Chinese paper says Trump administration has "blood lust" over trade

BEIJING - The Trump administration has "blood lust" when it comes to pushing its trade agenda against China and wants to "suck the lifeblood" from the Chinese economy, an official state-run newspaper said on Wednesday, stepping up the rhetoric.
US President Donald Trump threatened on Monday to hit $200 billion of Chinese imports with 10 percent tariffs if Beijing retaliated against his previous targeting of $50 billion in imports, aimed at pressuring China to stop stealing US intellectual property.
Beijing has vowed to retaliate, accusing the United States of "extreme pressure and blackmailing," and financial markets have been hit hard by the escalating trade conflict.
In an editorial, the English language China Daily, often used by Beijing to get its message out to the rest of the world, said the United States had failed to honor an agreement on rebalancing trade, referencing a deal stuck in May for China to significantly increase purchases of US goods and services.
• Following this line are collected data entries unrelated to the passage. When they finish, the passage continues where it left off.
//! Portal service data structures.

use serde::{Deserialize, Serialize};
use std::collections::BTreeMap;
use std::sync::atomic::AtomicUsize;
use std::sync::Arc;
use std::time::Instant;
use strum::IntoEnumIterator;

use crate::detector::CmsDetector;
use crate::error_handling::{ErrorType, InfoType, ProcessingStats, WarningType};

/// Shared state for the portal service
#[derive(Clone)]
pub struct ServerState {
    pub detector: CmsDetector,
    pub start_time: Arc<Instant>,
    /// Detection requests received
    pub requests: Arc<AtomicUsize>,
    /// Requests answered with an empty object
    pub empty_results: Arc<AtomicUsize>,
}

impl ServerState {
    pub fn new(detector: CmsDetector) -> Self {
        Self {
            detector,
            start_time: Arc::new(Instant::now()),
            requests: Arc::new(AtomicUsize::new(0)),
            empty_results: Arc::new(AtomicUsize::new(0)),
        }
    }
}

/// Form body of a detection request
#[derive(Debug, Deserialize)]
pub struct DetectForm {
    pub url: String,
}

/// JSON response for `/status` endpoint
#[derive(Debug, Serialize)]
pub struct StatusResponse {
    pub requests: usize,
    pub empty_results: usize,
    pub elapsed_seconds: f64,
    pub errors: Counts,
    pub warnings: Counts,
    pub info: Counts,
}

/// Totals plus per-type counts, keyed by label
#[derive(Debug, Serialize)]
pub struct Counts {
    pub total: usize,
    pub by_type: BTreeMap<&'static str, usize>,
}

impl Counts {
    pub fn errors(stats: &ProcessingStats) -> Self {
        Self {
            total: stats.total_errors(),
            by_type: ErrorType::iter()
                .map(|t| (t.as_str(), stats.get_error_count(t)))
                .collect(),
        }
    }

    pub fn warnings(stats: &ProcessingStats) -> Self {
        Self {
            total: stats.total_warnings(),
            by_type: WarningType::iter()
                .map(|t| (t.as_str(), stats.get_warning_count(t)))
                .collect(),
        }
    }

    pub fn info(stats: &ProcessingStats) -> Self {
        Self {
            total: stats.total_info(),
            by_type: InfoType::iter()
                .map(|t| (t.as_str(), stats.get_info_count(t)))
                .collect(),
        }
    }
}
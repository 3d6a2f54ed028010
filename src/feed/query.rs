//! Search feed URL construction.

use url::form_urlencoded::byte_serialize;

/// Builds the search-feed URL for a site and a keyword.
///
/// Exactly one trailing slash is stripped from `url`, then
/// `/?s={keyword}&feed=rss2` is appended. The keyword is form-urlencoded, so
/// plain words pass through unchanged.
///
/// # Examples
///
/// ```
/// use cms_detect::feed::build_feed_query;
///
/// assert_eq!(
///     build_feed_query("http://example.com/", "news"),
///     "http://example.com/?s=news&feed=rss2"
/// );
/// ```
pub fn build_feed_query(url: &str, keyword: &str) -> String {
    let base = url.strip_suffix('/').unwrap_or(url);
    let keyword: String = byte_serialize(keyword.as_bytes()).collect();
    format!("{}/?s={}&feed=rss2", base, keyword)
}
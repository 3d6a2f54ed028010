//! Post-processing of raw findings.
//!
//! Raw matcher output is reduced in a fixed order: implied findings are
//! appended, duplicates collapsed, excluded findings dropped, and categories
//! attached. The CMS identity is then the first finding with a CMS type.

use serde::Serialize;
use std::collections::HashSet;

use crate::config::CMS_TYPES;
use crate::fingerprint::models::Finding;
use crate::fingerprint::SignatureMatcher;

/// Appends the findings each finding implies.
///
/// One pass over the input: implied findings are appended after all of the
/// original ones and are not expanded again here.
pub fn follow_implies(findings: Vec<Finding>, matcher: &dyn SignatureMatcher) -> Vec<Finding> {
    let implied: Vec<Finding> = findings
        .iter()
        .flat_map(|finding| matcher.implied_by(finding))
        .collect();
    let mut expanded = findings;
    expanded.extend(implied);
    expanded
}

/// Collapses findings with the same app and type, keeping the first occurrence.
pub fn remove_duplicates(findings: Vec<Finding>) -> Vec<Finding> {
    let mut seen: HashSet<(String, String)> = HashSet::new();
    findings
        .into_iter()
        .filter(|finding| seen.insert((finding.app.clone(), finding.kind.clone())))
        .collect()
}

/// Drops findings excluded by another finding in the set.
///
/// Exclusions are computed from the input set as a whole, so an excluded
/// finding's own exclusions still apply. A finding never excludes itself.
pub fn remove_exclusions(findings: Vec<Finding>, matcher: &dyn SignatureMatcher) -> Vec<Finding> {
    let excluded: HashSet<String> = findings
        .iter()
        .flat_map(|finding| {
            matcher
                .excluded_by(finding)
                .into_iter()
                .filter(move |app| app != &finding.app)
        })
        .collect();

    findings
        .into_iter()
        .filter(|finding| {
            let keep = !excluded.contains(&finding.app);
            if !keep {
                log::debug!("Removing {} (excluded by another finding)", finding.app);
            }
            keep
        })
        .collect()
}

/// Attaches each finding's category names.
pub fn add_categories(findings: Vec<Finding>, matcher: &dyn SignatureMatcher) -> Vec<Finding> {
    findings
        .into_iter()
        .map(|mut finding| {
            finding.categories = matcher.categories_of(&finding);
            finding
        })
        .collect()
}

/// Returns the app of the first finding whose type is exactly a CMS type.
pub fn select_cms(findings: &[Finding]) -> Option<String> {
    findings
        .iter()
        .find(|finding| CMS_TYPES.contains(&finding.kind.as_str()))
        .map(|finding| finding.app.clone())
}

/// Reduced findings: implied findings added, duplicates and exclusions removed,
/// categories attached.
#[derive(Debug, Clone, Default, PartialEq, Eq, Serialize)]
#[serde(transparent)]
pub struct FindingsSet(Vec<Finding>);

impl FindingsSet {
    pub fn as_slice(&self) -> &[Finding] {
        &self.0
    }

    pub fn len(&self) -> usize {
        self.0.len()
    }

    pub fn is_empty(&self) -> bool {
        self.0.is_empty()
    }

    pub fn iter(&self) -> std::slice::Iter<'_, Finding> {
        self.0.iter()
    }

    /// Returns the app of the first finding whose type is exactly a CMS type.
    pub fn cms(&self) -> Option<String> {
        select_cms(&self.0)
    }

    pub fn into_inner(self) -> Vec<Finding> {
        self.0
    }
}

impl<'a> IntoIterator for &'a FindingsSet {
    type Item = &'a Finding;
    type IntoIter = std::slice::Iter<'a, Finding>;

    fn into_iter(self) -> Self::IntoIter {
        self.0.iter()
    }
}

/// Runs the full reduction over raw matcher output.
pub fn reduce_findings(raw: Vec<Finding>, matcher: &dyn SignatureMatcher) -> FindingsSet {
    let findings = follow_implies(raw, matcher);
    let findings = remove_duplicates(findings);
    let findings = remove_exclusions(findings, matcher);
    FindingsSet(add_categories(findings, matcher))
}
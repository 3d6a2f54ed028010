//! Application initialization and resource setup.
//!
//! This module provides functions to initialize shared resources:
//! - Logger (binary only)
//! - HTTP client

mod client;
mod logger;

// Re-export public API
pub use client::init_client;
pub use logger::init_logger_with;
//! URL eligibility policy.

use regex::Regex;

use crate::error_handling::InitializationError;

/// Include/exclude policy deciding which URLs may be fetched at all.
///
/// Both patterns are regular expressions searched anywhere in the URL. With
/// no patterns every URL is eligible.
#[derive(Debug, Clone, Default)]
pub struct UrlFilter {
    include: Option<Regex>,
    exclude: Option<Regex>,
}

impl UrlFilter {
    /// Compiles an include and/or exclude pattern.
    ///
    /// # Errors
    ///
    /// Returns `InitializationError::UrlFilterError` if a pattern does not compile.
    pub fn new(include: Option<&str>, exclude: Option<&str>) -> Result<Self, InitializationError> {
        Ok(Self {
            include: include.map(compile).transpose()?,
            exclude: exclude.map(compile).transpose()?,
        })
    }

    /// Returns `true` if the URL matches the include pattern (when set) and
    /// does not match the exclude pattern (when set).
    pub fn is_eligible(&self, url: &str) -> bool {
        if let Some(include) = &self.include {
            if !include.is_match(url) {
                log::debug!("URL {} does not match include pattern {}", url, include);
                return false;
            }
        }
        if let Some(exclude) = &self.exclude {
            if exclude.is_match(url) {
                log::debug!("URL {} matches exclude pattern {}", url, exclude);
                return false;
            }
        }
        true
    }
}

fn compile(pattern: &str) -> Result<Regex, InitializationError> {
    Regex::new(pattern).map_err(|source| InitializationError::UrlFilterError {
        pattern: pattern.to_string(),
        source,
    })
}
use std::net::{IpAddr, Ipv4Addr, SocketAddr};

/// Default bind address: all interfaces.
pub const DEFAULT_BIND_ADDR: IpAddr = IpAddr::V4(Ipv4Addr::UNSPECIFIED);

/// Default listen port, matching the sender side of the telemetry link.
pub const DEFAULT_PORT: u16 = 1337;

/// Default receive buffer size in bytes. The sender is expected to keep
/// datagrams under this; longer payloads are truncated by the receive call.
pub const DEFAULT_RECV_BUFFER_LEN: usize = 1024;

/// Where and how the listener receives telemetry.
#[derive(Debug, Clone, Copy, PartialEq, Eq)]
pub struct ListenerConfig {
    pub bind_addr: IpAddr,
    pub port: u16,
    pub recv_buffer_len: usize,
}

impl Default for ListenerConfig {
    fn default() -> Self {
        Self {
            bind_addr: DEFAULT_BIND_ADDR,
            port: DEFAULT_PORT,
            recv_buffer_len: DEFAULT_RECV_BUFFER_LEN,
        }
    }
}

impl ListenerConfig {
    pub fn socket_addr(&self) -> SocketAddr {
        SocketAddr::new(self.bind_addr, self.port)
    }
}
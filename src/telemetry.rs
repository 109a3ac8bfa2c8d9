use std::fmt;

/// One decoded telemetry packet: the parsed values in the order the
/// sender wrote them. Exists only to be reported, then dropped.
#[derive(Debug, Clone, PartialEq, Default)]
pub struct TelemetryReading {
    pub values: Vec<f64>,
}

impl TelemetryReading {
    pub fn new(values: Vec<f64>) -> Self {
        Self { values }
    }

    pub fn len(&self) -> usize {
        self.values.len()
    }

    pub fn is_empty(&self) -> bool {
        self.values.is_empty()
    }
}

impl fmt::Display for TelemetryReading {
    fn fmt(&self, f: &mut fmt::Formatter<'_>) -> fmt::Result {
        write!(f, "{:?}", self.values)
    }
}

#[cfg(test)]
mod tests {
    use super::*;

    #[test]
    fn displays_values_as_a_list() {
        let reading = TelemetryReading::new(vec![1.0, 2.5, -3.0]);
        assert_eq!(reading.to_string(), "[1.0, 2.5, -3.0]");
    }

    #[test]
    fn empty_reading_displays_empty_list() {
        assert_eq!(TelemetryReading::default().to_string(), "[]");
        assert!(TelemetryReading::default().is_empty());
    }
}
"Faced with this heightened intimidation from the US, China has no choice but to fight back with targeted and direct measures aimed at persuading the US to back off, since it appears that any concessions it makes will not appease the Trump administration, which wants to suck the lifeblood from the Chinese economy," the paper said.
"Beijing will have to ensure that Washington is aware that there will be heavy price to pay every action it strikes against China if it is to avoid being a victim of the Trump administration's growing blood lust."
Set to an unflattering picture of Trump with his hair flying in the wind, the WeChat account of the ruling Communist Party's People's Daily said China had the confidence and the ability to win the trade battle.
One of the most important reasons - China is united, it said.
"Everyone is joined in opposition against the common enemy supporting the government's counterattack," it said.
"Everyone is clear - China has been forced into battle. The price the United States wants is not only to take advantage of China; even more so it wants to wreck China's economy. China has really been compelled to a desperate action."
Washington has shown no sign of backing off either.
White House trade adviser Peter Navarro, who views China as a hostile economic and military power, said on Tuesday that China has underestimated Trump's resolve to impose more tariffs unless it changes its "predatory" trade practices.